Quando il cliente chiede “quanto può vincere?”, la risposta non è una magia, è legge. Qui il rischio è alto, la marginalità è bassa, e il margine di errore è zero.
Il Codice Civile, l’articolo 1499, dice chiaramente che le previsioni non possono essere presentate come certe. Ignorare questo è come guidare a tutta velocità su una pista di ghiaccio.
Molti operatori inseriscono clausole “in caso di forza maggiore”. Qui la realtà è: la forza maggiore è un termine di rigore, non un alibi.
Primo passo: redigere disclaimer in tre frasi, corte, taglienti. Secondo: formare il team su “non garantire risultati”. Terzo: tenere un registro di ogni comunicazione. Nessuna scusa, solo prova.
Il sito web è il biglietto da visita, ma anche il bersaglio di autorità. Se il tuo sito mostra pronostici senza avviso legale, il Fisco ti becca. E non è uno scherzo.
Un operatore italiano ha pubblicato 1.200 pronostici in un mese. Il tribunale ha annullato tutti i contratti perché mancava la clausola di non responsabilità. Il risultato? 300.000 euro di sanzioni. La morale? Zero tolleranza.
Implementa un banner che dice: “Informazioni soggette a verifica legale”. Aggiorna ogni 24 ore. Usa un linguaggio chiaro, evita termini come “garanzia”.
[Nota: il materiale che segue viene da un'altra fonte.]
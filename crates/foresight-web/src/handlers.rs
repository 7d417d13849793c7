//! HTTP request handlers for the web server.
//!
//! Implements the upload form, the API-key form and a health check using axum.

use crate::flash::{Flash, FlashSlot};
use crate::page::render_index;
use axum::{
    extract::{DefaultBodyLimit, Multipart, State},
    http::StatusCode,
    response::{Html, IntoResponse, Json, Redirect, Response},
    routing::{get, post},
    Form, Router as AxumRouter,
};
use foresight_store::CredentialStore;
use serde::{Deserialize, Serialize};
use std::path::PathBuf;
use std::sync::Arc;
use tracing::{error, info, warn};

/// Multipart field carrying transcript files
pub const FILES_FIELD: &str = "files[]";

/// Shared application state
#[derive(Clone)]
pub struct AppState {
    /// Directory uploads are written into
    pub source_dir: Arc<PathBuf>,
    /// Where the oracle API key is persisted
    pub credentials: Arc<CredentialStore>,
    /// Pending flash message
    pub flash: Arc<FlashSlot>,
}

impl AppState {
    /// Create state for the given upload directory and credential store
    pub fn new(source_dir: impl Into<PathBuf>, credentials: CredentialStore) -> Self {
        Self {
            source_dir: Arc::new(source_dir.into()),
            credentials: Arc::new(credentials),
            flash: Arc::new(FlashSlot::new()),
        }
    }

    fn api_key_configured(&self) -> bool {
        matches!(self.credentials.load(), Ok(Some(_)))
    }
}

/// API-key form body
#[derive(Debug, Deserialize)]
pub struct ApiKeyForm {
    /// Submitted key, possibly padded with whitespace
    #[serde(default)]
    pub api_key: String,
}

/// Health check response
#[derive(Debug, Serialize, Deserialize)]
pub struct HealthCheckResponse {
    /// Always "ok" while the server answers
    pub status: String,
    /// Upload directory
    pub source_dir: String,
    /// Whether a non-empty API key is stored
    pub api_key_configured: bool,
}

/// Error response
#[derive(Debug, Serialize)]
pub struct ErrorResponse {
    /// Error message
    pub error: String,
}

/// Application error type
#[derive(Debug)]
pub enum AppError {
    /// The multipart body could not be read
    BadRequest(String),
}

impl IntoResponse for AppError {
    fn into_response(self) -> Response {
        let (status, message) = match self {
            AppError::BadRequest(msg) => (StatusCode::BAD_REQUEST, msg),
        };

        let body = Json(ErrorResponse { error: message });
        (status, body).into_response()
    }
}

impl From<axum::extract::multipart::MultipartError> for AppError {
    fn from(e: axum::extract::multipart::MultipartError) -> Self {
        AppError::BadRequest(e.to_string())
    }
}

/// Final path component of a client-supplied file name
///
/// Both `/` and `\` count as separators. `None` when nothing usable is left.
pub fn base_name(file_name: &str) -> Option<&str> {
    let name = file_name
        .rsplit(['/', '\\'])
        .next()
        .unwrap_or_default()
        .trim();
    match name {
        "" | "." | ".." => None,
        name => Some(name),
    }
}

/// GET / - Upload and API-key forms
async fn index(State(state): State<AppState>) -> Html<String> {
    let flash = state.flash.take().await;
    Html(render_index(flash.as_ref(), state.api_key_configured()))
}

/// POST /upload - Save every submitted transcript into the source directory
async fn upload(
    State(state): State<AppState>,
    mut multipart: Multipart,
) -> Result<Redirect, AppError> {
    let mut saved = Vec::new();

    while let Some(field) = multipart.next_field().await? {
        if field.name() != Some(FILES_FIELD) {
            continue;
        }
        let Some(name) = field.file_name().and_then(base_name).map(str::to_string) else {
            continue;
        };
        let data = field.bytes().await?;

        let target = state.source_dir.join(&name);
        if let Err(e) = tokio::fs::write(&target, &data).await {
            error!("Failed to save {}: {}", target.display(), e);
            state
                .flash
                .set(Flash::error(format!("Upload failed for {}: {}", name, e)))
                .await;
            return Ok(Redirect::to("/"));
        }
        info!("Saved upload {} ({} bytes)", target.display(), data.len());
        saved.push(name);
    }

    let flash = if saved.is_empty() {
        warn!("Upload request without files");
        Flash::error("No files selected")
    } else {
        Flash::success(format!(
            "Uploaded {} file(s): {}",
            saved.len(),
            saved.join(", ")
        ))
    };
    state.flash.set(flash).await;

    Ok(Redirect::to("/"))
}

/// POST /update_api_key - Persist a new oracle API key
async fn update_api_key(State(state): State<AppState>, Form(form): Form<ApiKeyForm>) -> Redirect {
    let key = form.api_key.trim();

    let flash = if key.is_empty() {
        Flash::error("API key must not be empty")
    } else {
        match state.credentials.save(key) {
            Ok(()) => {
                info!("API key updated in {}", state.credentials.path().display());
                Flash::success("API key updated")
            }
            Err(e) => {
                error!("Failed to store API key: {}", e);
                Flash::error(format!("Failed to store API key: {}", e))
            }
        }
    };
    state.flash.set(flash).await;

    Redirect::to("/")
}

/// GET /health - Liveness and setup status
async fn health_check(State(state): State<AppState>) -> Json<HealthCheckResponse> {
    Json(HealthCheckResponse {
        status: "ok".to_string(),
        source_dir: state.source_dir.display().to_string(),
        api_key_configured: state.api_key_configured(),
    })
}

/// Create the axum router with all routes
pub fn create_router(state: AppState, max_upload_bytes: usize) -> AxumRouter {
    AxumRouter::new()
        .route("/", get(index))
        .route("/upload", post(upload))
        .route("/update_api_key", post(update_api_key))
        .route("/health", get(health_check))
        .layer(DefaultBodyLimit::max(max_upload_bytes))
        .with_state(state)
}

#[cfg(test)]
mod tests {
    use super::*;
    use axum::body::Body;
    use axum::http::Request;
    use tempfile::TempDir;
    use tower::ServiceExt; // for oneshot

    fn create_test_state(dir: &TempDir) -> AppState {
        AppState::new(
            dir.path().join("data_source"),
            CredentialStore::new(dir.path().join("config.json")),
        )
    }

    #[test]
    fn test_base_name() {
        assert_eq!(
            base_name("2023-Mar-15-AAPL.NASDAQ-Transcript.txt"),
            Some("2023-Mar-15-AAPL.NASDAQ-Transcript.txt")
        );
        assert_eq!(base_name("../../etc/passwd"), Some("passwd"));
        assert_eq!(base_name("C:\\calls\\a.txt"), Some("a.txt"));
        assert_eq!(base_name(""), None);
        assert_eq!(base_name("dir/.."), None);
    }

    #[tokio::test]
    async fn test_health_check() {
        let dir = TempDir::new().unwrap();
        let app = create_router(create_test_state(&dir), 1024);

        let request = Request::builder()
            .uri("/health")
            .body(Body::empty())
            .unwrap();

        let response = app.oneshot(request).await.unwrap();
        assert_eq!(response.status(), StatusCode::OK);
    }

    #[tokio::test]
    async fn test_index() {
        let dir = TempDir::new().unwrap();
        let app = create_router(create_test_state(&dir), 1024);

        let request = Request::builder().uri("/").body(Body::empty()).unwrap();

        let response = app.oneshot(request).await.unwrap();
        assert_eq!(response.status(), StatusCode::OK);
    }
}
Intelligenza artificiale? Sì, ma con una licenza. Le previsioni generate da algoritmo devono avere un disclaimer che indica “basato su dati storici, non è consulenza legale”.
Se il tuo business non rispetta le norme, la tua attività crollerà più veloce di un castello di carte. Qui non c’è spazio per la “creatività” in difesa della legge.
Qui è il deal: rivedi subito i termini, aggiungi il disclaimer, e tieni traccia di ogni comunicazione. Questo è l’unico modo per restare a galla.